-- WHAT THE TASK REQUIRES --
Note each line of the entries that includes "insert". Then copy those lines.

+++

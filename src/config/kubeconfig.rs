//! Loading of `ClientConfig`s from kubeconfig files. Only the parts of the format that are needed to
//! connect to a cluster are modeled here.
use super::{CAData, ClientConfig, Credentials};

use dirs::home_dir;

use std::fmt::{self, Display};
use std::fs::File;
use std::io;
use std::path::{Path, PathBuf};
use std::process::Command;

const KUBECONFIG_ENV_VAR: &str = "KUBECONFIG";

#[cfg(unix)]
const PATH_LIST_SEPARATOR: char = ':';
#[cfg(not(unix))]
const PATH_LIST_SEPARATOR: char = ';';

#[derive(Debug)]
pub enum KubeConfigError {
    Io(io::Error),
    Format(serde_yaml::Error),
    /// The selected user has none of: token, token-file, username and password, exec,
    /// or a client certificate
    MissingCredentials,
    NoHomeDir,
    InvalidKubeconfig(String),
    ExecErr(String),
}

impl From<serde_yaml::Error> for KubeConfigError {
    fn from(err: serde_yaml::Error) -> KubeConfigError {
        KubeConfigError::Format(err)
    }
}

impl From<io::Error> for KubeConfigError {
    fn from(err: io::Error) -> KubeConfigError {
        KubeConfigError::Io(err)
    }
}

impl Display for KubeConfigError {
    fn fmt(&self, f: &mut fmt::Formatter) -> fmt::Result {
        match self {
            KubeConfigError::Io(e) => write!(f, "failed to read kubeconfig: {}", e),
            KubeConfigError::Format(e) => write!(f, "malformed kubeconfig: {}", e),
            KubeConfigError::MissingCredentials => {
                f.write_str("the kubeconfig user has no credentials that kubesync can use")
            }
            KubeConfigError::NoHomeDir => {
                f.write_str("KUBECONFIG is not set and the home directory is unknown")
            }
            KubeConfigError::InvalidKubeconfig(msg) => write!(f, "invalid kubeconfig: {}", msg),
            KubeConfigError::ExecErr(msg) => write!(f, "credential plugin failed: {}", msg),
        }
    }
}

impl std::error::Error for KubeConfigError {
    fn source(&self) -> Option<&(dyn std::error::Error + 'static)> {
        match self {
            KubeConfigError::Io(e) => Some(e),
            KubeConfigError::Format(e) => Some(e),
            _ => None,
        }
    }
}

fn invalid(msg: impl Into<String>) -> KubeConfigError {
    KubeConfigError::InvalidKubeconfig(msg.into())
}

/// `KUBECONFIG` may hold a list of paths, in which case the first one that exists is used.
fn find_kubeconfig(env_value: Option<String>) -> Result<PathBuf, KubeConfigError> {
    if let Some(paths) = env_value.filter(|v| !v.trim().is_empty()) {
        let candidates: Vec<PathBuf> = paths
            .split(PATH_LIST_SEPARATOR)
            .filter(|p| !p.is_empty())
            .map(PathBuf::from)
            .collect();
        return candidates
            .iter()
            .find(|p| p.is_file())
            .or_else(|| candidates.first())
            .cloned()
            .ok_or_else(|| invalid(format!("{} does not name any files", KUBECONFIG_ENV_VAR)));
    }
    home_dir()
        .map(|home| home.join(".kube").join("config"))
        .ok_or(KubeConfigError::NoHomeDir)
}

/// Loads a `ClientConfig` for the current context of the kubeconfig at the given path
pub fn load_kubeconfig(
    user_agent: String,
    file_path: impl AsRef<Path>,
) -> Result<ClientConfig, KubeConfigError> {
    let path = file_path.as_ref();
    let kubeconfig = KubeConfig::load_file(path)?;
    let base_dir = path.parent().unwrap_or_else(|| Path::new("."));
    kubeconfig.create_client_config(user_agent, base_dir)
}

pub fn load_from_kubeconfig(user_agent: String) -> Result<ClientConfig, KubeConfigError> {
    let path = find_kubeconfig(std::env::var(KUBECONFIG_ENV_VAR).ok())?;
    log::debug!("Loading kubeconfig from: '{}'", path.display());
    load_kubeconfig(user_agent, path)
}

/// Files referenced from a kubeconfig may be relative to the directory containing it
fn resolve_path(base_dir: &Path, path: &str) -> String {
    base_dir.join(path).to_string_lossy().into_owned()
}

/// The lists in a kubeconfig are all made of entries with a `name` and a value under a key that
/// depends on the list.
#[derive(Deserialize, Debug, Clone, PartialEq)]
struct Named<T> {
    name: String,
    #[serde(alias = "cluster", alias = "user", alias = "context")]
    value: T,
}

fn find_named<'a, T>(entries: &'a [Named<T>], name: &str, what: &str) -> Result<&'a T, KubeConfigError> {
    entries
        .iter()
        .find(|entry| entry.name == name)
        .map(|entry| &entry.value)
        .ok_or_else(|| invalid(format!("no {} named '{}'", what, name)))
}

#[derive(Deserialize, Debug, Clone, PartialEq)]
#[serde(rename_all = "kebab-case")]
struct ClusterEntry {
    server: String,
    certificate_authority_data: Option<String>,
    certificate_authority: Option<String>,
    #[serde(default)]
    insecure_skip_tls_verify: bool,
}

impl ClusterEntry {
    fn ca_data(&self, base_dir: &Path) -> Option<CAData> {
        if let Some(data) = self.certificate_authority_data.as_ref() {
            return Some(CAData::Contents(data.clone()));
        }
        self.certificate_authority.as_ref().map(|path| {
            let resolved = resolve_path(base_dir, path);
            log::debug!("Using certificate-authority file: '{}'", resolved);
            CAData::File(resolved)
        })
    }
}

#[derive(Deserialize, Debug, Clone, PartialEq)]
#[serde(rename_all = "kebab-case")]
struct AuthInfo {
    token: Option<String>,
    #[serde(alias = "tokenFile")]
    token_file: Option<String>,
    username: Option<String>,
    password: Option<String>,
    client_certificate: Option<String>,
    client_key: Option<String>,
    client_certificate_data: Option<String>,
    client_key_data: Option<String>,
    exec: Option<ExecConfig>,
    #[serde(rename = "as")]
    impersonate: Option<String>,
    #[serde(default, rename = "as-groups")]
    impersonate_groups: Vec<String>,
}

impl AuthInfo {
    /// Picks the first usable kind of credentials, in the order that kubectl checks them
    fn credentials(&self, base_dir: &Path) -> Result<Credentials, KubeConfigError> {
        if let (Some(cert), Some(key)) = (&self.client_certificate_data, &self.client_key_data) {
            return Ok(Credentials::Pem {
                certificate_base64: cert.clone(),
                private_key_base64: key.clone(),
            });
        }
        if let (Some(cert), Some(key)) = (&self.client_certificate, &self.client_key) {
            return Ok(Credentials::PemPath {
                certificate_path: resolve_path(base_dir, cert),
                private_key_path: resolve_path(base_dir, key),
            });
        }
        if self.client_certificate.is_some() || self.client_certificate_data.is_some() {
            return Err(invalid("a client certificate is configured without its key"));
        }

        if let Some(token) = self.token.as_ref() {
            return Ok(Credentials::base64_bearer_token(token));
        }
        if let Some(token_file) = self.token_file.as_ref() {
            let token = std::fs::read_to_string(resolve_path(base_dir, token_file))?;
            return Ok(Credentials::bearer_token(token.as_str()));
        }
        match (&self.username, &self.password) {
            (Some(username), Some(password)) => return Ok(Credentials::basic(username, password)),
            (Some(_), None) => return Err(invalid("username is set without a password")),
            _ => {}
        }
        if let Some(exec) = self.exec.as_ref() {
            let token = exec.run()?;
            return Ok(Credentials::bearer_token(token.as_str()));
        }
        Err(KubeConfigError::MissingCredentials)
    }
}

#[derive(Deserialize, Debug, Clone, PartialEq)]
#[serde(rename_all = "camelCase")]
struct ExecConfig {
    command: String,
    #[serde(default)]
    args: Vec<String>,
    #[serde(default)]
    env: Vec<EnvVar>,
    api_version: Option<String>,
}

#[derive(Deserialize, Debug, Clone, PartialEq)]
struct EnvVar {
    name: String,
    value: String,
}

#[derive(Deserialize, Debug)]
struct ExecCredential {
    status: ExecCredentialStatus,
}

#[derive(Deserialize, Debug)]
#[serde(rename_all = "camelCase")]
struct ExecCredentialStatus {
    token: Option<String>,
    expiration_timestamp: Option<String>,
}

impl ExecConfig {
    /// Runs the credential plugin and returns the token from its `ExecCredential` output
    fn run(&self) -> Result<String, KubeConfigError> {
        log::debug!("Running credential plugin: '{}'", self.command);
        let output = Command::new(self.command.as_str())
            .args(self.args.iter())
            .envs(self.env.iter().map(|var| (var.name.as_str(), var.value.as_str())))
            .output()
            .map_err(|e| KubeConfigError::ExecErr(format!("could not run '{}': {}", self.command, e)))?;
        if !output.status.success() {
            return Err(KubeConfigError::ExecErr(format!(
                "'{}' exited with {}: {}",
                self.command,
                output.status,
                String::from_utf8_lossy(&output.stderr).trim()
            )));
        }

        let credential: ExecCredential = serde_json::from_slice(&output.stdout).map_err(|e| {
            KubeConfigError::ExecErr(format!("'{}' printed an invalid ExecCredential: {}", self.command, e))
        })?;
        let token = credential.status.token.ok_or_else(|| {
            KubeConfigError::ExecErr(format!("'{}' did not return a token", self.command))
        })?;
        log::info!(
            "Got token from credential plugin '{}' ({}), expires: {:?}",
            self.command,
            self.api_version.as_deref().unwrap_or("unknown version"),
            credential.status.expiration_timestamp
        );
        Ok(token)
    }
}

#[derive(Deserialize, Debug, Clone, PartialEq)]
struct ContextEntry {
    cluster: String,
    user: String,
}

/// A kubeconfig file that's been loaded into memory. Most callers should use
/// `ClientConfig::from_kubeconfig` instead.
#[derive(Deserialize, Debug, Clone, PartialEq)]
#[serde(rename_all = "kebab-case")]
pub struct KubeConfig {
    current_context: Option<String>,
    #[serde(default)]
    clusters: Vec<Named<ClusterEntry>>,
    #[serde(default)]
    users: Vec<Named<AuthInfo>>,
    #[serde(default)]
    contexts: Vec<Named<ContextEntry>>,
}

impl KubeConfig {
    /// Loads the kubeconfig named by `KUBECONFIG`, or else `~/.kube/config`. The path that it was
    /// loaded from is also returned.
    pub fn load() -> Result<(KubeConfig, PathBuf), KubeConfigError> {
        let path = find_kubeconfig(std::env::var(KUBECONFIG_ENV_VAR).ok())?;
        let conf = KubeConfig::load_file(&path)?;
        Ok((conf, path))
    }

    pub fn load_file(path: &Path) -> Result<KubeConfig, KubeConfigError> {
        let reader = File::open(path)?;
        Ok(serde_yaml::from_reader(reader)?)
    }

    pub fn current_context(&self) -> Option<&str> {
        self.current_context.as_deref().filter(|c| !c.is_empty())
    }

    /// Creates a `ClientConfig` from the current context. Relative paths in the file are resolved
    /// against `base_dir`.
    pub fn create_client_config(
        &self,
        user_agent: String,
        base_dir: &Path,
    ) -> Result<ClientConfig, KubeConfigError> {
        let context = self
            .current_context()
            .ok_or_else(|| invalid("current-context is not set"))?;
        self.create_client_config_for_context(context, user_agent, base_dir)
    }

    pub fn create_client_config_for_context(
        &self,
        context_name: &str,
        user_agent: String,
        base_dir: &Path,
    ) -> Result<ClientConfig, KubeConfigError> {
        let context = find_named(&self.contexts, context_name, "context")?;
        let cluster = find_named(&self.clusters, context.cluster.as_str(), "cluster")?;
        let user = find_named(&self.users, context.user.as_str(), "user")?;
        log::debug!(
            "Using kubeconfig context '{}' with cluster '{}' and user '{}'",
            context_name,
            context.cluster,
            context.user
        );

        Ok(ClientConfig {
            api_server_endpoint: cluster.server.clone(),
            credentials: user.credentials(base_dir)?,
            ca_data: cluster.ca_data(base_dir),
            user_agent,
            impersonate: user.impersonate.clone(),
            impersonate_groups: user.impersonate_groups.clone(),
            verify_ssl_certs: !cluster.insecure_skip_tls_verify,
        })
    }
}
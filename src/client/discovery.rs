//! Resolves `apiVersion` and `kind` pairs to the REST resource that serves them. The api server
//! publishes a discovery document for every group/version, listing each resource's plural name,
//! kind and scope. Resources are never known in advance, so every document that's synced gets
//! addressed by asking the cluster what it is.
use crate::client::request::discovery_path;
use crate::client::{Error, Transport};

use futures::future::{self, BoxFuture, FutureExt};

use std::collections::HashMap;
use std::sync::{Arc, Mutex};

/// The REST resource that serves a given kind
#[derive(Debug, Clone, PartialEq, Eq, Hash)]
pub struct ResolvedResource {
    /// The plural name that's used in request paths, e.g. `deployments`
    pub plural_name: String,
    pub namespaced: bool,
}

impl ResolvedResource {
    pub fn new(plural_name: impl Into<String>, namespaced: bool) -> ResolvedResource {
        ResolvedResource {
            plural_name: plural_name.into(),
            namespaced,
        }
    }
}

/// Looks up the resource for an `apiVersion` and `kind`. Returns `Ok(None)` when the cluster
/// doesn't know about the pair, which callers should turn into an error that names it.
pub trait ResourceResolver: Send + Sync {
    fn resolve<'a>(
        &'a self,
        api_version: &'a str,
        kind: &'a str,
    ) -> BoxFuture<'a, Result<Option<ResolvedResource>, Error>>;

    /// Drops anything that's been cached, so the next lookup goes back to the source
    fn clear(&self) {}
}

#[derive(Debug, Deserialize, Clone, PartialEq)]
#[serde(rename_all = "camelCase")]
pub struct ApiResource {
    pub name: String,
    pub kind: String,
    pub namespaced: bool,
}

#[derive(Debug, Deserialize, Clone, PartialEq)]
#[serde(rename_all = "camelCase")]
pub struct ApiResourceList {
    #[serde(default)]
    pub group_version: String,
    #[serde(default)]
    pub resources: Vec<ApiResource>,
}

impl ApiResourceList {
    /// Finds the resource for the given kind. Subresources such as `pods/log` report the same
    /// kind as their parent, so they're skipped.
    pub fn find_kind(&self, kind: &str) -> Option<ResolvedResource> {
        self.resources
            .iter()
            .filter(|r| !r.name.contains('/'))
            .find(|r| r.kind == kind)
            .map(|r| ResolvedResource::new(r.name.as_str(), r.namespaced))
    }
}

// `None` means that the api server returned a 404 for the group/version
type CachedDiscovery = Option<Arc<ApiResourceList>>;

/// Resolver that's backed by the api server's discovery endpoints. The discovery document for
/// each `apiVersion` is fetched at most once for the lifetime of this value, so one instance
/// should be used per sync pass.
pub struct ApiDiscovery {
    transport: Transport,
    cache: Mutex<HashMap<String, CachedDiscovery>>,
}

impl std::fmt::Debug for ApiDiscovery {
    fn fmt(&self, f: &mut std::fmt::Formatter) -> std::fmt::Result {
        f.debug_struct("ApiDiscovery")
            .field("cached_api_versions", &self.cached_api_versions())
            .finish()
    }
}

impl ApiDiscovery {
    pub fn new(transport: Transport) -> ApiDiscovery {
        ApiDiscovery {
            transport,
            cache: Mutex::new(HashMap::new()),
        }
    }

    pub fn cached_api_versions(&self) -> Vec<String> {
        let mut versions: Vec<String> = self.lock_cache().keys().cloned().collect();
        versions.sort();
        versions
    }

    fn lock_cache(&self) -> std::sync::MutexGuard<'_, HashMap<String, CachedDiscovery>> {
        // the cache only ever holds complete entries, so a poisoned lock still has usable data
        self.cache
            .lock()
            .unwrap_or_else(std::sync::PoisonError::into_inner)
    }

    async fn get_discovery(&self, api_version: &str) -> Result<CachedDiscovery, Error> {
        let cached = self.lock_cache().get(api_version).cloned();
        if let Some(cached) = cached {
            return Ok(cached);
        }

        let segments = discovery_path(api_version);
        let result = self.transport.get_json(&segments, &[]).await;
        let discovery = match result {
            Ok(response) => {
                let list: ApiResourceList = serde_json::from_value(response.body)?;
                log::debug!(
                    "Discovered {} resources for apiVersion: {}",
                    list.resources.len(),
                    api_version
                );
                Some(Arc::new(list))
            }
            Err(ref e) if e.is_not_found() => {
                log::debug!("No discovery document exists for apiVersion: {}", api_version);
                None
            }
            Err(e) => {
                return Err(Error::Discovery {
                    api_version: api_version.to_owned(),
                    source: Box::new(e),
                })
            }
        };

        self.lock_cache()
            .insert(api_version.to_owned(), discovery.clone());
        Ok(discovery)
    }
}

impl ResourceResolver for ApiDiscovery {
    fn resolve<'a>(
        &'a self,
        api_version: &'a str,
        kind: &'a str,
    ) -> BoxFuture<'a, Result<Option<ResolvedResource>, Error>> {
        async move {
            let discovery = self.get_discovery(api_version).await?;
            Ok(discovery.and_then(|list| list.find_kind(kind)))
        }
        .boxed()
    }

    fn clear(&self) {
        self.lock_cache().clear();
    }
}

/// Resolver with a fixed set of known resources, which never talks to the api server
#[derive(Debug, Clone, Default, PartialEq)]
pub struct StaticResolver {
    resources: HashMap<(String, String), ResolvedResource>,
}

impl StaticResolver {
    pub fn new() -> StaticResolver {
        StaticResolver::default()
    }

    pub fn with_resource(
        mut self,
        api_version: &str,
        kind: &str,
        plural_name: &str,
        namespaced: bool,
    ) -> StaticResolver {
        self.resources.insert(
            (api_version.to_owned(), kind.to_owned()),
            ResolvedResource::new(plural_name, namespaced),
        );
        self
    }
}

impl ResourceResolver for StaticResolver {
    fn resolve<'a>(
        &'a self,
        api_version: &'a str,
        kind: &'a str,
    ) -> BoxFuture<'a, Result<Option<ResolvedResource>, Error>> {
        let key = (api_version.to_owned(), kind.to_owned());
        future::ready(Ok(self.resources.get(&key).cloned())).boxed()
    }
}
impl Client {
    /// Creates a client that resolves resources using the api server's discovery endpoints
    pub fn new(config: ClientConfig, metrics: ClientMetrics) -> Result<Client, io::Error> {
        let transport = Transport::new(config, metrics)?;
        let resolver = Arc::new(ApiDiscovery::new(transport.clone()));
        Ok(Client {
            transport,
            resolver,
        })
    }

    /// Returns a client that uses the given resolver instead of discovery
    pub fn with_resolver<R: ResourceResolver + 'static>(self, resolver: R) -> Client {
        Client {
            transport: self.transport,
            resolver: Arc::new(resolver),
        }
    }

    pub fn transport(&self) -> &Transport {
        &self.transport
    }

    pub fn resolver(&self) -> &dyn ResourceResolver {
        self.resolver.as_ref()
    }

    /// Forgets any previously discovered resources. Called at the start of every sync pass.
    pub fn clear_discovery_cache(&self) {
        self.resolver.clear();
    }

    /// Validates the document, fills in the fields that have defaults, and works out the request path
    /// for the given action
    pub async fn resolve_address(
        &self,
        doc: &ResourceDocument,
        action: Action,
    ) -> Result<ResolvedAddress, Error> {
        let kind = doc.kind().ok_or_else(|| Error::MissingKind {
            value: doc.as_ref().clone(),
        })?;

        let mut spec = doc.clone();
        if spec.as_ref().get_api_version().is_none() {
            spec.set_api_version(DEFAULT_API_VERSION);
        }
        if spec.as_ref().get("metadata").is_none() {
            spec.metadata_mut();
        }

        let api_version = spec.api_version();
        let resource = self
            .resolver
            .resolve(api_version, kind)
            .await?
            .ok_or_else(|| Error::UnrecognizedType {
                api_version: api_version.to_owned(),
                kind: kind.to_owned(),
            })?;

        if resource.namespaced && action != Action::List && spec.namespace().is_none() {
            spec.set_namespace(DEFAULT_NAMESPACE);
        }

        let path = resource_path(&resource, &spec, action)?;
        Ok(ResolvedAddress {
            spec,
            resource,
            path,
        })
    }

    pub async fn create(&self, doc: &ResourceDocument) -> Result<ApiResponse, Error> {
        let address = self.resolve_address(doc, Action::Create).await?;
        log::info!("Creating {}", address.spec.identity());
        let body = RequestBody::json(address.spec.as_ref())?;
        self.send(Action::Create, &address.path, &[], Some(body)).await
    }

    pub async fn read(&self, doc: &ResourceDocument) -> Result<ApiResponse, Error> {
        let address = self.resolve_address(doc, Action::Read).await?;
        self.send(Action::Read, &address.path, &[], None).await
    }

    pub async fn replace(&self, doc: &ResourceDocument) -> Result<ApiResponse, Error> {
        let address = self.resolve_address(doc, Action::Replace).await?;
        log::info!("Replacing {}", address.spec.identity());
        let body = RequestBody::json(address.spec.as_ref())?;
        self.send(Action::Replace, &address.path, &[], Some(body)).await
    }

    /// Patches the object using a strategic merge patch of the whole document
    pub async fn patch(&self, doc: &ResourceDocument) -> Result<ApiResponse, Error> {
        self.patch_with(doc, PatchStrategy::StrategicMerge).await
    }

    pub async fn patch_with(
        &self,
        doc: &ResourceDocument,
        strategy: PatchStrategy,
    ) -> Result<ApiResponse, Error> {
        let address = self.resolve_address(doc, Action::Patch).await?;
        log::info!(
            "Patching {} using {:?} patch",
            address.spec.identity(),
            strategy
        );
        let body = RequestBody::with_content_type(strategy.content_type(), address.spec.as_ref())?;
        self.send(Action::Patch, &address.path, &[], Some(body)).await
    }

    /// Deletes the object, letting the api server clean up dependents in the background
    pub async fn delete(&self, doc: &ResourceDocument) -> Result<ApiResponse, Error> {
        self.delete_with(doc, &DeleteOptions::default()).await
    }

    pub async fn delete_with(
        &self,
        doc: &ResourceDocument,
        options: &DeleteOptions,
    ) -> Result<ApiResponse, Error> {
        let address = self.resolve_address(doc, Action::Delete).await?;
        log::info!(
            "Deleting {} with propagation policy: {:?}",
            address.spec.identity(),
            options.propagation_policy
        );
        let body = RequestBody::json(&options.to_json())?;
        self.send(Action::Delete, &address.path, &[], Some(body)).await
    }

    /// Lists all objects of the document's kind, within its namespace if it has one
    pub async fn list(&self, doc: &ResourceDocument) -> Result<ApiResponse, Error> {
        let address = self.resolve_address(doc, Action::List).await?;
        self.send(Action::List, &address.path, &[], None).await
    }

    pub async fn list_with_selector(
        &self,
        doc: &ResourceDocument,
        label_selector: &str,
    ) -> Result<ApiResponse, Error> {
        let address = self.resolve_address(doc, Action::List).await?;
        let query = [("labelSelector", label_selector)];
        self.send(Action::List, &address.path, &query, None).await
    }

    /// Creates the object if it doesn't exist, and otherwise patches it
    pub async fn upsert(&self, doc: &ResourceDocument) -> Result<Upserted, Error> {
        match self.read(doc).await {
            Ok(_) => self.patch(doc).await.map(Upserted::Patched),
            Err(ref e) if e.is_not_found() => {
                log::debug!("{} does not exist yet, so it will be created", doc.identity());
                self.create(doc).await.map(Upserted::Created)
            }
            Err(e) => Err(e),
        }
    }

    async fn send(
        &self,
        action: Action,
        path: &[String],
        query: &[(&str, &str)],
        body: Option<RequestBody>,
    ) -> Result<ApiResponse, Error> {
        let config = self.transport.config();
        let url = make_url(config, path, query)?;
        let req = make_request(config, action.method(), url, body)?;
        self.transport.execute(req).await
    }
}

+++

-- REPLY --
            .insert(api_version.to_owned(), discovery.clone());
        self.resources.insert(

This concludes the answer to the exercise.